Chris Parker, an Australian diplomat who spoke at the same CropLife America event, said diverging scientific standards result from differing “levels of risk.” American scientists, he argued, are simply more willing to shoulder the burden of risk of biotech products and loosened SPS requirements than their overseas counterparts.

But there may still be a way forward, Parker said: Through “strong international standard setting bodies that rely on the best available science in the world.” Parker argued that groups like the World Trade Organization, the Food and Agriculture Organization of the United Nations (FAO) and World Organization for Animal Health (OIE) would be key to harmonizing the asynchronous regulations that have lead to international trade disputes.

The system “is not perfect,” Dardis conceded. But he also stressed that the 27-member EU struggles with competing interests and priorities. When it comes to lactic acid disputes – a priority in beef-exporting Ireland – “There are some member states where importing beef is not of interest to them. Why would they do anything about that?” he explained.

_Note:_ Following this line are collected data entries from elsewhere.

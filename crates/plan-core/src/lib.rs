#![deny(warnings)]

//! Core domain model for the upgrade planner.
//!
//! This crate defines the serializable types shared across the workspace:
//! resource vectors, the building cost catalog, city snapshots, and plan
//! requests. Boundary validation here guarantees the invariants the engine
//! relies on.

pub mod catalog;
pub mod city;
pub mod request;
pub mod resources;

pub use catalog::{BuildingDefinition, BuildingId, Catalog, CatalogError, LevelCost};
pub use city::{CityBuildingInstance, CityResourceState, CitySnapshot, SnapshotError};
pub use request::{PlanRequest, RequestError, UpgradeItem, UpgradeQueue, QUEUE_LIMIT};
pub use resources::{Resource, ResourceVector};
//! Plan evaluation: composes discounts, pricing, projection and shortfall
//! analysis into one result.

use crate::aggregate;
use crate::discount::DiscountVector;
use crate::projection::{self, ProductionRates, MS_PER_HOUR};
use crate::shortfall::{self, ShortfallReport};
use plan_core::{Catalog, CitySnapshot, PlanRequest, ResourceVector};
use std::fmt;

/// Tri-state outcome of one evaluation pass.
///
/// Terminal per call; evaluating again with a newer snapshot or `now` may
/// classify differently.
#[derive(Clone, Copy, Debug, PartialEq, Eq)]
pub enum PlanStatus {
    /// The target is already met; nothing to build.
    Completed,
    /// Every required resource is covered right now.
    Ready,
    /// At least one resource is short.
    Missing,
}

impl fmt::Display for PlanStatus {
    fn fmt(&self, f: &mut fmt::Formatter<'_>) -> fmt::Result {
        let s = match self {
            PlanStatus::Completed => "completed",
            PlanStatus::Ready => "ready",
            PlanStatus::Missing => "missing",
        };
        f.pad(s)
    }
}

/// Everything known about one evaluated plan.
#[derive(Clone, Debug, PartialEq)]
pub struct PlanResult {
    pub city_id: String,
    pub status: PlanStatus,
    /// Catalog rows that were actually priced.
    pub rows: usize,
    /// Total discounted cost of the request.
    pub required: ResourceVector,
    /// The `now` the projection used, epoch milliseconds.
    pub evaluated_at_ms: i64,
    pub shortfall: ShortfallReport,
}

impl PlanResult {
    /// Longest per-resource wait, in hours. See
    /// [`ShortfallReport::bottleneck_hours`].
    pub fn bottleneck_hours(&self) -> f64 {
        self.shortfall.bottleneck_hours()
    }

    /// Epoch milliseconds when production covers every shortfall.
    ///
    /// None unless the plan is missing resources with a finite wait.
    pub fn eta_ms(&self) -> Option<i64> {
        if self.status != PlanStatus::Missing {
            return None;
        }
        let hours = self.bottleneck_hours();
        if !hours.is_finite() {
            return None;
        }
        let wait_ms = (hours * MS_PER_HOUR).ceil() as i64;
        Some(self.evaluated_at_ms.saturating_add(wait_ms))
    }
}

impl fmt::Display for PlanResult {
    fn fmt(&self, f: &mut fmt::Formatter<'_>) -> fmt::Result {
        write!(
            f,
            "plan for {}: {}, {} row(s) priced",
            self.city_id, self.status, self.rows
        )?;
        if self.required.is_zero() {
            return write!(f, "\n  nothing required");
        }
        for b in self.shortfall.balances() {
            if b.required == 0 {
                continue;
            }
            write!(
                f,
                "\n  {:<8} required {:>9}  available {:>9}  missing {:>9}",
                b.kind, b.required, b.available, b.missing
            )?;
            if b.missing > 0 {
                if b.hours_to_cover.is_finite() {
                    write!(f, "  ~{:.1}h", b.hours_to_cover)?;
                } else {
                    write!(f, "  no production")?;
                }
            }
        }
        if self.status == PlanStatus::Missing {
            let hours = self.bottleneck_hours();
            if hours.is_finite() {
                write!(f, "\n  bottleneck: {hours:.1} hours")?;
            } else {
                write!(f, "\n  bottleneck: never at current production")?;
            }
        }
        Ok(())
    }
}

/// Evaluates one plan request against a city at `now_ms`.
///
/// Pure composition over immutable inputs: resolve the city's discounts,
/// price the request, project stock to `now_ms`, classify. Never fails;
/// every degenerate input prices as zero or clamps.
pub fn evaluate(
    catalog: &Catalog,
    city: &CitySnapshot,
    request: &PlanRequest,
    now_ms: i64,
) -> PlanResult {
    let discounts = DiscountVector::for_city(city);
    let (cost, completed) = match request {
        PlanRequest::Range(item) => {
            let current = city.building_level(&item.building_id);
            let cost = aggregate::range_cost(
                catalog,
                &discounts,
                &item.building_id,
                current,
                item.target_level,
            );
            (cost, item.target_level <= current)
        }
        PlanRequest::Queue(queue) => (
            aggregate::queue_cost(catalog, &discounts, queue),
            queue.is_empty(),
        ),
    };
    let available = projection::available_at(city, now_ms);
    let rates = ProductionRates::for_city(city);
    let report = shortfall::assess(&cost.total, &available, &rates);
    let status = if completed {
        PlanStatus::Completed
    } else if report.has_missing() {
        PlanStatus::Missing
    } else {
        PlanStatus::Ready
    };
    tracing::debug!(
        city = %city.city_id,
        status = %status,
        rows = cost.rows,
        "evaluated upgrade plan"
    );
    PlanResult {
        city_id: city.city_id.clone(),
        status,
        rows: cost.rows,
        required: cost.total,
        evaluated_at_ms: now_ms,
        shortfall: report,
    }
}

#[cfg(test)]
mod tests {
    use super::*;
    use plan_core::{CityBuildingInstance, CityResourceState, Resource, UpgradeItem};

    const HOUR_MS: i64 = 3_600_000;
    const NOW_MS: i64 = 1_705_500_000_000;

    const CATALOG: &str = r#"[
        {"buildingId":"townHall","displayName":"Town Hall","levels":[
            {"level":13,"cost":{"wood":1912,"marble":478}},
            {"level":14,"cost":{"wood":2071,"marble":913}}
        ]},
        {"buildingId":"carpenter","displayName":"Carpenter","levels":[
            {"level":1,"cost":{"wood":63}}
        ]}
    ]"#;

    fn catalog() -> Catalog {
        Catalog::from_json_str(CATALOG).unwrap()
    }

    fn building(id: &str, level: u16) -> CityBuildingInstance {
        CityBuildingInstance {
            building_id: id.into(),
            level,
        }
    }

    fn sampled(kind: Resource, current: i64, per_hour: f64) -> CityResourceState {
        CityResourceState {
            kind,
            current_amount: current,
            max_capacity: 1_000_000,
            production_per_hour: per_hour,
            last_sample_timestamp_ms: NOW_MS,
        }
    }

    fn sample_city() -> CitySnapshot {
        CitySnapshot {
            city_id: "polis-4711".into(),
            building_levels: vec![building("townHall", 12), building("carpenter", 6)],
            resource_states: vec![
                sampled(Resource::Wood, 1850, 612.0),
                sampled(Resource::Marble, 100, 200.0),
            ],
        }
    }

    #[test]
    fn reached_target_is_completed() {
        let result = evaluate(&catalog(), &sample_city(), &PlanRequest::range("townHall", 12), NOW_MS);
        assert_eq!(result.status, PlanStatus::Completed);
        assert!(result.required.is_zero());
        assert_eq!(result.rows, 0);
        assert_eq!(result.eta_ms(), None);
    }

    #[test]
    fn range_prices_with_city_discounts() {
        let result = evaluate(&catalog(), &sample_city(), &PlanRequest::range("townHall", 14), NOW_MS);
        // carpenter 6 takes 6% off wood per row: floor(1912*0.94) + floor(2071*0.94)
        assert_eq!(result.required.wood, 1797 + 1946);
        // no architect, marble stays raw
        assert_eq!(result.required.marble, 478 + 913);
        assert_eq!(result.rows, 2);
        assert_eq!(result.status, PlanStatus::Missing);
    }

    #[test]
    fn missing_plan_reports_finite_eta() {
        let result = evaluate(&catalog(), &sample_city(), &PlanRequest::range("townHall", 14), NOW_MS);
        // marble is the slowest: (1391 - 100) / 200 per hour
        let wood_wait = (3743.0 - 1850.0) / 612.0;
        let marble_wait = (1391.0 - 100.0) / 200.0;
        assert!(marble_wait > wood_wait);
        assert!((result.bottleneck_hours() - marble_wait).abs() < 1e-9);
        let eta = result.eta_ms().unwrap();
        let expected = NOW_MS + (marble_wait * MS_PER_HOUR) as i64;
        assert!((eta - expected).abs() <= 1);
    }

    #[test]
    fn projection_can_turn_missing_into_ready() {
        let mut city = sample_city();
        city.building_levels.clear();
        // 40 in stock, 63 needed, 100/h incoming
        city.resource_states = vec![sampled(Resource::Wood, 40, 100.0)];
        let request = PlanRequest::queue(vec![UpgradeItem {
            building_id: "carpenter".into(),
            target_level: 1,
        }])
        .unwrap();
        let early = evaluate(&catalog(), &city, &request, NOW_MS);
        assert_eq!(early.status, PlanStatus::Missing);
        let later = evaluate(&catalog(), &city, &request, NOW_MS + HOUR_MS);
        assert_eq!(later.status, PlanStatus::Ready);
        assert_eq!(later.evaluated_at_ms, NOW_MS + HOUR_MS);
    }

    #[test]
    fn empty_queue_is_completed() {
        let request = PlanRequest::queue(vec![]).unwrap();
        let result = evaluate(&catalog(), &sample_city(), &request, NOW_MS);
        assert_eq!(result.status, PlanStatus::Completed);
        assert_eq!(result.rows, 0);
    }

    #[test]
    fn unknown_building_is_free_and_ready() {
        let result = evaluate(&catalog(), &sample_city(), &PlanRequest::range("shipyard", 5), NOW_MS);
        assert_eq!(result.status, PlanStatus::Ready);
        assert!(result.required.is_zero());
        assert_eq!(result.rows, 0);
    }

    #[test]
    fn reducer_building_lowers_the_bill() {
        let with_carpenter = evaluate(
            &catalog(),
            &sample_city(),
            &PlanRequest::range("townHall", 14),
            NOW_MS,
        );
        let mut bare = sample_city();
        bare.building_levels.retain(|b| b.building_id.as_str() != "carpenter");
        let without = evaluate(&catalog(), &bare, &PlanRequest::range("townHall", 14), NOW_MS);
        assert_eq!(without.required.wood, 1912 + 2071);
        assert!(with_carpenter.required.wood < without.required.wood);
        assert_eq!(with_carpenter.required.marble, without.required.marble);
    }

    #[test]
    fn evaluation_is_deterministic() {
        let a = evaluate(&catalog(), &sample_city(), &PlanRequest::range("townHall", 14), NOW_MS);
        let b = evaluate(&catalog(), &sample_city(), &PlanRequest::range("townHall", 14), NOW_MS);
        assert_eq!(a, b);
    }

    #[test]
    fn display_summarizes_the_shortfall() {
        let result = evaluate(&catalog(), &sample_city(), &PlanRequest::range("townHall", 14), NOW_MS);
        let text = result.to_string();
        assert!(text.contains("plan for polis-4711: missing"));
        assert!(text.contains("wood"));
        assert!(text.contains("bottleneck:"));

        let done = evaluate(&catalog(), &sample_city(), &PlanRequest::range("townHall", 12), NOW_MS);
        assert!(done.to_string().contains("nothing required"));
    }
}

The diplomats’ comments come at a critical time in EU-United States relations. Upcoming Transatlantic Trade and Investment Partnership (TTIP) negotiations loom, and just last week, Washington farm trade expert James D. Grueff told a House committee that those talks could be “the most challenging and complicated agricultural negotiation ever attempted.” Last month, Acting United States Trade Representative Demetrios Marantis called EU rules barring US agricultural exports “discriminatory or otherwise unwarranted.”

Just two genetically modified (GM) crops have been approved by the EU since the technology’s debut 14 years ago, and one of those – Monsanto’s MON810 maize – has been held up in renewal processes since 2007. As of 2012, 75 products were held up in the European approval pipeline, and a joint EuropaBio-BIO report estimates that number could grow to 100 by 2015.

Before the United States produced GM corn, 60 percent of the country's crop had been exported to Europe. Today, that percentage has fallen to almost zero.